Si scatena la competizione, sempre rimasta più o meno latente, tra i cosiddetti beni primari, quali salute, lavoro e autodeterminazione dell’individuo. Tutto questo non può non coinvolgere e contrapporre le forze politiche che si dividono a seconda che si anteponga o meno il bene dell’individuo a quello della comunità. Con qualche eccezione da parte di noti intellettuali, insofferenti a rimanere confinati nei ranghi di un’acritica omologazione in odore di sudditanza, nonché di qualche nutrita schiera di sinceri disorientati, si ripropone la divaricazione storica tra Destra e Sinistra che ingenuamente si riteneva superata. Gli scontri di piazza non lasciano dubbi, in Italia, come in Europa, negli Stati Uniti e in America Latina.

Ad alimentare il clima negativo che sembra mettere all’angolo la Scienza, i dubbi sulla nuova variante Omicron, che questa volta si teme possa bucare completamente ogni copertura vaccinale al momento disponibile. I risultati non sono ancora definitivi, ma l’allarme è sufficiente a mandare in fibrillazione anche i mercati finanziari con tutto ciò che ne consegue sulla ripresa economica, sull’occupazione e quindi sulla stessa salute.

Certo, molte contraddizioni ed errori avrebbero potuto essere evitati e danni di varia natura risultare contenuti, ma forse il più grande di tutti è stato quello di non aver curato nel tempo una cultura scientifica, nel nostro Paese in particolare, che non può essere confinata alle cosiddette discipline scientifiche in senso stretto ma a tutte le branche della conoscenza (compresa la storia delle guerre puniche…) che quanto più si accresce tanto più si mostra nella sua interconnessione unitaria. Una conoscenza che metodologicamente rinuncia alla certezza e alle verità definitive, come dimostra inequivocabilmente il suo percorso storico caratterizzato da continui cambiamenti dei propri paradigmi. Così ci ha insegnato il filosofo della scienza Thomas Kuhn, che si è interrogato sulle strutture della Scienza intrinsecamente condizionata da fattori extra-scientifici che la sottraggono ad ogni assolutezza di verità.
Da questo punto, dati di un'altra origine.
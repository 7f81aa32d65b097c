use anchor_lang::prelude::*;

#[event]
pub struct CollectionCreated {
    pub collection: Pubkey,
    pub authority: Pubkey,
    pub name: String,
    pub symbol: String,
    pub presale_max_supply: u64,
    pub merkle_root: [u8; 32],
    pub royalty_receiver: Pubkey,
    pub royalty_fee_bps: u16,
}

#[event]
pub struct TokenMinted {
    pub collection: Pubkey,
    pub token_id: u64,
    pub owner: Pubkey,
    pub price_paid: u64,
}

#[event]
pub struct TicketConsumed {
    pub collection: Pubkey,
    pub ticket: u32,
    pub claimant: Pubkey,
}

#[event]
pub struct TokenTransferred {
    pub collection: Pubkey,
    pub token_id: u64,
    pub from: Pubkey,
    pub to: Pubkey,
}

#[event]
pub struct TokenApproved {
    pub collection: Pubkey,
    pub token_id: u64,
    pub delegate: Option<Pubkey>,
}

#[event]
pub struct RoyaltyOverrideSet {
    pub collection: Pubkey,
    pub token_id: u64,
    pub receiver: Pubkey,
    pub fee_bps: u16,
}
La Scienza, o conoScienza, rimane comunque l’unica bussola a disposizione di quegli animali privi della guida predeterminata dell’istinto che si chiamano umanità, ma della quale è necessario riconoscere laicamente i limiti proprio per rendere più accettabili le scelte che da essa derivano. Quindi un gesto di fiera umiltà e di coraggiosa consapevolezza che può salvarci dalla deriva oscurantista cui purtroppo prestiamo il fianco.